■ Task to complete:
Each line of the records containing "prior" is to be copied out and returned.

■ Supplied entries:

_ _ _ _ _ _ _

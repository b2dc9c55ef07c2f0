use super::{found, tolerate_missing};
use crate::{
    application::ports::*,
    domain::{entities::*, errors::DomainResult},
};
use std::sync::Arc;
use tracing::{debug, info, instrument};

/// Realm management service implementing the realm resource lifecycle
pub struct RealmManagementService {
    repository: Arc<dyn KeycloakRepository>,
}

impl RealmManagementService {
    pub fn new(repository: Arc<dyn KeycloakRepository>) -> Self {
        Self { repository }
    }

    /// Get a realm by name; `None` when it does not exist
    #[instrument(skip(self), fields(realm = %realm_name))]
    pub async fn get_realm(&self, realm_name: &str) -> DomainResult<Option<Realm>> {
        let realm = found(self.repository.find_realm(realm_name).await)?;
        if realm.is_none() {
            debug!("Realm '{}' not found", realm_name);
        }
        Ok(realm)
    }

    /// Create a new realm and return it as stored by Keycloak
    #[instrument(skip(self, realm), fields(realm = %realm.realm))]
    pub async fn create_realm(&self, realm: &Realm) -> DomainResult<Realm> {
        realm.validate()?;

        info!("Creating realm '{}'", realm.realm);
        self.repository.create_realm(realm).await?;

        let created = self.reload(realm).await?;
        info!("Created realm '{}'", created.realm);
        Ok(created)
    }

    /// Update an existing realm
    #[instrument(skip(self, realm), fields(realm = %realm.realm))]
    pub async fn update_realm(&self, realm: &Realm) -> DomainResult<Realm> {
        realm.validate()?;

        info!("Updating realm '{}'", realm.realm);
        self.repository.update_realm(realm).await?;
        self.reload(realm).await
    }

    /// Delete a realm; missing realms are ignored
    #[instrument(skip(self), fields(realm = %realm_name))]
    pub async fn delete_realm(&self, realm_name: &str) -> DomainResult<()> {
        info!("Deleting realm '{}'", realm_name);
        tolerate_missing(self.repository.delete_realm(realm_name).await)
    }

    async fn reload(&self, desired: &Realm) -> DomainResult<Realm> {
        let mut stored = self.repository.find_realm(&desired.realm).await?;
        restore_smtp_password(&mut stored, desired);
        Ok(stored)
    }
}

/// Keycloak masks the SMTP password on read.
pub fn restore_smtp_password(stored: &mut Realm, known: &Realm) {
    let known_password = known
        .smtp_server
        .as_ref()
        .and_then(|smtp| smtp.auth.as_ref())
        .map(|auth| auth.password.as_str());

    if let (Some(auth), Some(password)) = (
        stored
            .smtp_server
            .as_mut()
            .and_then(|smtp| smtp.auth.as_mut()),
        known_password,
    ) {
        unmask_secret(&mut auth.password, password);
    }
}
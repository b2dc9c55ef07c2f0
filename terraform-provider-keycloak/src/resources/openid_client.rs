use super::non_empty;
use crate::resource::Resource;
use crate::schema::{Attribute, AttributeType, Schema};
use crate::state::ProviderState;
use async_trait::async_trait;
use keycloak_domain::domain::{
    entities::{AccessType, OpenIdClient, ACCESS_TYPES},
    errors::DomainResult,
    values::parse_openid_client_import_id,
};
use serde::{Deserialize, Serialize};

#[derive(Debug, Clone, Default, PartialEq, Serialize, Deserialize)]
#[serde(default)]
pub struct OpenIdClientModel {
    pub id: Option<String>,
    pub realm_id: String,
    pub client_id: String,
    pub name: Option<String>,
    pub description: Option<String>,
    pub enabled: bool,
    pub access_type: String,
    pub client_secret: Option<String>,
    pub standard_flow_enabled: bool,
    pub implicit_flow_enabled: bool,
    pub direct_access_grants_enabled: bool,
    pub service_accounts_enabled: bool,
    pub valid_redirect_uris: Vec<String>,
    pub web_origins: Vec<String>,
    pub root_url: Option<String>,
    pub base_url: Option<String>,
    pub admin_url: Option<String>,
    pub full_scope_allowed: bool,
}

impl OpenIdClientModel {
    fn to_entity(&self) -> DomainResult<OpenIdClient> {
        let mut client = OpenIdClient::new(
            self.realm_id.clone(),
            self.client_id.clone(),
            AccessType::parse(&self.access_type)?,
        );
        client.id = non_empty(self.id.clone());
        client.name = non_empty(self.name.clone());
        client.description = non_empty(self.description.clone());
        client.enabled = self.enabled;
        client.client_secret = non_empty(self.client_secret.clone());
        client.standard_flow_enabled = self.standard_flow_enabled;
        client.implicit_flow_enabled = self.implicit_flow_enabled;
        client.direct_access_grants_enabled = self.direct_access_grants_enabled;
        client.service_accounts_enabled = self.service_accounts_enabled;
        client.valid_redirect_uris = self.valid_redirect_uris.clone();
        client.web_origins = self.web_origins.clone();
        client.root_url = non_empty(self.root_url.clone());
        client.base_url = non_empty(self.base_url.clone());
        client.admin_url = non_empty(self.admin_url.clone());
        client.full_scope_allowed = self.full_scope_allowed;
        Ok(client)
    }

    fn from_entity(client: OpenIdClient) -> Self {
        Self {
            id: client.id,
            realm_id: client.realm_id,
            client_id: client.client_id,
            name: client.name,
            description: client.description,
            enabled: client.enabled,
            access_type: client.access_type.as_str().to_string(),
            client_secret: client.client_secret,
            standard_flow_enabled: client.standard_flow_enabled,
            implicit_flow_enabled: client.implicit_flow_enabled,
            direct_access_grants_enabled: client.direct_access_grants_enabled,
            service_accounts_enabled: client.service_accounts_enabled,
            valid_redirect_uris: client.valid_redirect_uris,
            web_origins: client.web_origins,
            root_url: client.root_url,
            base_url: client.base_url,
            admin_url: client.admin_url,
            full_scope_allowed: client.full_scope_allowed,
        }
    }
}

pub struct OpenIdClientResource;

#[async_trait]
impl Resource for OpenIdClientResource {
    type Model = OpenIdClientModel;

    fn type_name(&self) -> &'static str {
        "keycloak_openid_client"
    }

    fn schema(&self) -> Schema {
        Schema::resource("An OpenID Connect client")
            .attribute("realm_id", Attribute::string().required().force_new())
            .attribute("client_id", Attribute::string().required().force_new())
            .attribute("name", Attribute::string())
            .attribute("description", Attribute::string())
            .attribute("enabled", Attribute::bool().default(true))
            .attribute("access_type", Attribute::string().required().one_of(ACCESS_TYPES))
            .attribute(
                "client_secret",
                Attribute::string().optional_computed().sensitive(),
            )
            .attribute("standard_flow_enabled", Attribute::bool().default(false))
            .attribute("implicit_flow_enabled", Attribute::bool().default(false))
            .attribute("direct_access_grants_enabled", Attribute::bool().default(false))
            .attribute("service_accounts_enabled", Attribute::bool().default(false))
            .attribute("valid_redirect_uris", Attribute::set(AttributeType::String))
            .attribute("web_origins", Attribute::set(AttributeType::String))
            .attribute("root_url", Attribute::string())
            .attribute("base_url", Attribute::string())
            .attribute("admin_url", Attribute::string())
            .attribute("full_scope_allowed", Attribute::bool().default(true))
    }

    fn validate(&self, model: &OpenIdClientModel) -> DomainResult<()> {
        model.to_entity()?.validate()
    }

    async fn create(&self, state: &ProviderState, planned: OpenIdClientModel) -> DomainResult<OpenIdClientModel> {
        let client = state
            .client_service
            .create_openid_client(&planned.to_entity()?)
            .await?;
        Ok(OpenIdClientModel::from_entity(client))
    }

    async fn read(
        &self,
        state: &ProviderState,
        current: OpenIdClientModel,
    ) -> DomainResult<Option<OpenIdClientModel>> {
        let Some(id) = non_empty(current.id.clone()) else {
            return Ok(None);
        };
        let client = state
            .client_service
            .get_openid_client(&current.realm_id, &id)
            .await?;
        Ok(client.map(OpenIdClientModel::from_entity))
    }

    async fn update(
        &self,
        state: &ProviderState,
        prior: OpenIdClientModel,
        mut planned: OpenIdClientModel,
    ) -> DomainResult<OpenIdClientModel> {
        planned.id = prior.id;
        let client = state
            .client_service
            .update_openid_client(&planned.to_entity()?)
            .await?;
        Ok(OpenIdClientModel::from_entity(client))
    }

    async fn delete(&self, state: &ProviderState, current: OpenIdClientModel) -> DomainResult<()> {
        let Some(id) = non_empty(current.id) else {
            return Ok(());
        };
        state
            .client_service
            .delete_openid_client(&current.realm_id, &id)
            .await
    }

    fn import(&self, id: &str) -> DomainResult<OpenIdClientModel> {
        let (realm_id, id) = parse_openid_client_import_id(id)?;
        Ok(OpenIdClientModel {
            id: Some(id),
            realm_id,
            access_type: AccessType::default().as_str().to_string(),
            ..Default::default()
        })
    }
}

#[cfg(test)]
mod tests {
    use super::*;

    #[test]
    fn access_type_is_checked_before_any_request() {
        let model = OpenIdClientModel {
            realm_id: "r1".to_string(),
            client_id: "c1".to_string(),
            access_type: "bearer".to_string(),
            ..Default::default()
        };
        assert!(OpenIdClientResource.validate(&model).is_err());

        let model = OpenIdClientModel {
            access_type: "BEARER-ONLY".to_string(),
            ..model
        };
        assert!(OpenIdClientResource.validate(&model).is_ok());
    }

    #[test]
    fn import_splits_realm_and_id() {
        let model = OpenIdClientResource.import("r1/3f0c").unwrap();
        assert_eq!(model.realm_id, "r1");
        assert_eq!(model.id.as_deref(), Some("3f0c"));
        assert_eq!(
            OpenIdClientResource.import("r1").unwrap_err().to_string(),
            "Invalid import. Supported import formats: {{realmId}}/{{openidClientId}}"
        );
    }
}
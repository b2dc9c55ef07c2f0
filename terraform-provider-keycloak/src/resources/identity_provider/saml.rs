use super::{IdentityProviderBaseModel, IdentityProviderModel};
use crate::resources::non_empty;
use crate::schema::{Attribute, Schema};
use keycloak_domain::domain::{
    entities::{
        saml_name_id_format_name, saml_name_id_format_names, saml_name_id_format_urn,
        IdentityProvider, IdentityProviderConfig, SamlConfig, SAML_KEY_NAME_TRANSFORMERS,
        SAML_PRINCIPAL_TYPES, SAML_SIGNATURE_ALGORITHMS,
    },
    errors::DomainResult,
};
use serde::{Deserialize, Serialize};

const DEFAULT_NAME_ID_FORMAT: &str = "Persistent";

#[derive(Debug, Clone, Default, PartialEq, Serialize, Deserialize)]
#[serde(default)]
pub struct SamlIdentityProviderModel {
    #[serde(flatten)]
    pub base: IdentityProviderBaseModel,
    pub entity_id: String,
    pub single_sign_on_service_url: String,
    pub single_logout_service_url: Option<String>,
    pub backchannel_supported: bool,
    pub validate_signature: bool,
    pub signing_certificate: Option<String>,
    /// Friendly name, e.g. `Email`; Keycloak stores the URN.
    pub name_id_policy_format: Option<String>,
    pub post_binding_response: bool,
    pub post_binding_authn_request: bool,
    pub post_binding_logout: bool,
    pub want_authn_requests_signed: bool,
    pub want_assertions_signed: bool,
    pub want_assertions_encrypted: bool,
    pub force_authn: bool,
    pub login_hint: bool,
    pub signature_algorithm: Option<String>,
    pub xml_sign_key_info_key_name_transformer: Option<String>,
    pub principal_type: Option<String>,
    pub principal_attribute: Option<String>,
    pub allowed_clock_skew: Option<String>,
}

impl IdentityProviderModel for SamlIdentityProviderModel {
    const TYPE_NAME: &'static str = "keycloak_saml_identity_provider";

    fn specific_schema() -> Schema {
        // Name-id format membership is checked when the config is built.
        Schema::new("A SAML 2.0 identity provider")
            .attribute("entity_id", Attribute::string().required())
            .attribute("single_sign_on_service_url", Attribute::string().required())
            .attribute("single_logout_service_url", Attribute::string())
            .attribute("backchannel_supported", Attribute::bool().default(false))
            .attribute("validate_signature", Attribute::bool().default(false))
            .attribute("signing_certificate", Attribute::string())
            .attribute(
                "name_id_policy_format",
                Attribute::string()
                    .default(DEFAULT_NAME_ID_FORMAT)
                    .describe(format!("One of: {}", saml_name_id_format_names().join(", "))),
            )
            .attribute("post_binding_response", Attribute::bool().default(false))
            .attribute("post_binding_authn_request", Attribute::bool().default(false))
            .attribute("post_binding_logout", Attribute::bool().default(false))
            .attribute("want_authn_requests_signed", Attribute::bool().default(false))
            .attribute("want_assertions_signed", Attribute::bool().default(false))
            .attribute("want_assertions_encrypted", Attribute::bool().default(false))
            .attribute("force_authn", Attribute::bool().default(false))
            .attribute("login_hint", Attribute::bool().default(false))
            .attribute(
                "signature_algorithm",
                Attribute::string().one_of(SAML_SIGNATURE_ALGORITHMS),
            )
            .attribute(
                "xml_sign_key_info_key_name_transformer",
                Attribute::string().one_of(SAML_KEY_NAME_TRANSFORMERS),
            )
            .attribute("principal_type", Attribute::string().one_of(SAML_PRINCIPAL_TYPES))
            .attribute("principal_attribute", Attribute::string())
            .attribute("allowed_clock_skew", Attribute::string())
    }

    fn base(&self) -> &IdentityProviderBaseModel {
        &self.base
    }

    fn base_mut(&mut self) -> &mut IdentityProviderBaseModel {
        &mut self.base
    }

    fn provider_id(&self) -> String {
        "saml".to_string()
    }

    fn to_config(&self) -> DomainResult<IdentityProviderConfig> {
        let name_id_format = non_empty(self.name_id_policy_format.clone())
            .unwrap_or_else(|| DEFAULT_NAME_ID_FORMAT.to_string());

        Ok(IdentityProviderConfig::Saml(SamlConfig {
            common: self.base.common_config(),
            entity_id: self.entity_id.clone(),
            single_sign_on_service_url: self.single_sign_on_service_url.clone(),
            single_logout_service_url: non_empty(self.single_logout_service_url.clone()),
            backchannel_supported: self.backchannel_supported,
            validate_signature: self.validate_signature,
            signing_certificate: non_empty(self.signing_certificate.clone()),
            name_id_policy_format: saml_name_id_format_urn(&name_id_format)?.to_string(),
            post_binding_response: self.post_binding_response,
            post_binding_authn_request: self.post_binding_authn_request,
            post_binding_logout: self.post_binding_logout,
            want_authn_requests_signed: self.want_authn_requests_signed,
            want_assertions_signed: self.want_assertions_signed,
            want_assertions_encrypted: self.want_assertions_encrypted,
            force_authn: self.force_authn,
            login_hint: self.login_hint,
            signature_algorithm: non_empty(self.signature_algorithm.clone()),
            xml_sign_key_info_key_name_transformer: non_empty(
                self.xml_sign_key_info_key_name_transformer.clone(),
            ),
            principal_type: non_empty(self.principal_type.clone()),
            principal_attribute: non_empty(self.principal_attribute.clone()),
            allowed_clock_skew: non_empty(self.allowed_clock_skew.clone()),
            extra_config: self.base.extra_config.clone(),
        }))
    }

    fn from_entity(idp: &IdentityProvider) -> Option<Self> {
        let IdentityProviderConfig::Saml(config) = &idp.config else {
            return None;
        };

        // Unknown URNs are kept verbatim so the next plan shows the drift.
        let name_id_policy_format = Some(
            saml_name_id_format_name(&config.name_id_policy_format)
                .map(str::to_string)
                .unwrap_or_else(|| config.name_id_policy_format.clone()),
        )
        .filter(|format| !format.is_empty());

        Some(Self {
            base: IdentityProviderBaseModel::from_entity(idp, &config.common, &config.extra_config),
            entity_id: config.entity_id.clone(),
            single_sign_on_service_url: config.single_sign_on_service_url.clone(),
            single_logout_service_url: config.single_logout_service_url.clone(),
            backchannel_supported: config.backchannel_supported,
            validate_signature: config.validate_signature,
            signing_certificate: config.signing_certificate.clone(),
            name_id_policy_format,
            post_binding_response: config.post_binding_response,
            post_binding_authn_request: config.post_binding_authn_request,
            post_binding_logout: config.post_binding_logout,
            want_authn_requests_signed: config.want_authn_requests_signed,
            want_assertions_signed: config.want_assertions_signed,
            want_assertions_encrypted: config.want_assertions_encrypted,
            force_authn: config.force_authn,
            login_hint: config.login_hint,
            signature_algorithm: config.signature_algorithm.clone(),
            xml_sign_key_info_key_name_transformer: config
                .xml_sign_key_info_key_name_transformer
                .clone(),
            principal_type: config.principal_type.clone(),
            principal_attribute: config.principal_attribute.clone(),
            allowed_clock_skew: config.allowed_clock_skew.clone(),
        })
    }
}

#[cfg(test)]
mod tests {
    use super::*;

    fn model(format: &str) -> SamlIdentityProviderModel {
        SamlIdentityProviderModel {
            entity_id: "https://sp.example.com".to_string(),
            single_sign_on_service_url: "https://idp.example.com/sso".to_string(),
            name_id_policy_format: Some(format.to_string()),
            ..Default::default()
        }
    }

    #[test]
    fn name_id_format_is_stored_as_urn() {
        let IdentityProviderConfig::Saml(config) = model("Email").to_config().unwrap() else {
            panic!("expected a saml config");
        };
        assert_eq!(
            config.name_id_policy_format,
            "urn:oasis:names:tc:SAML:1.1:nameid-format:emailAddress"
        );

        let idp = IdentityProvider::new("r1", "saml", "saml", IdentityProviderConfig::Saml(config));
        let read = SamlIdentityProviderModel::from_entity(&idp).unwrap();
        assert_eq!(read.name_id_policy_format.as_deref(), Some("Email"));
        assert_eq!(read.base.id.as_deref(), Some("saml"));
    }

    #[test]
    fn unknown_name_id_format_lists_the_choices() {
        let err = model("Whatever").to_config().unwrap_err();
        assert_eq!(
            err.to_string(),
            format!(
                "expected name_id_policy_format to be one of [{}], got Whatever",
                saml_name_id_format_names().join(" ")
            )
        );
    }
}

_ _ _ _ _ _ _

■ Answer below:
        prior: OpenIdClientModel,
        planned.id = prior.id;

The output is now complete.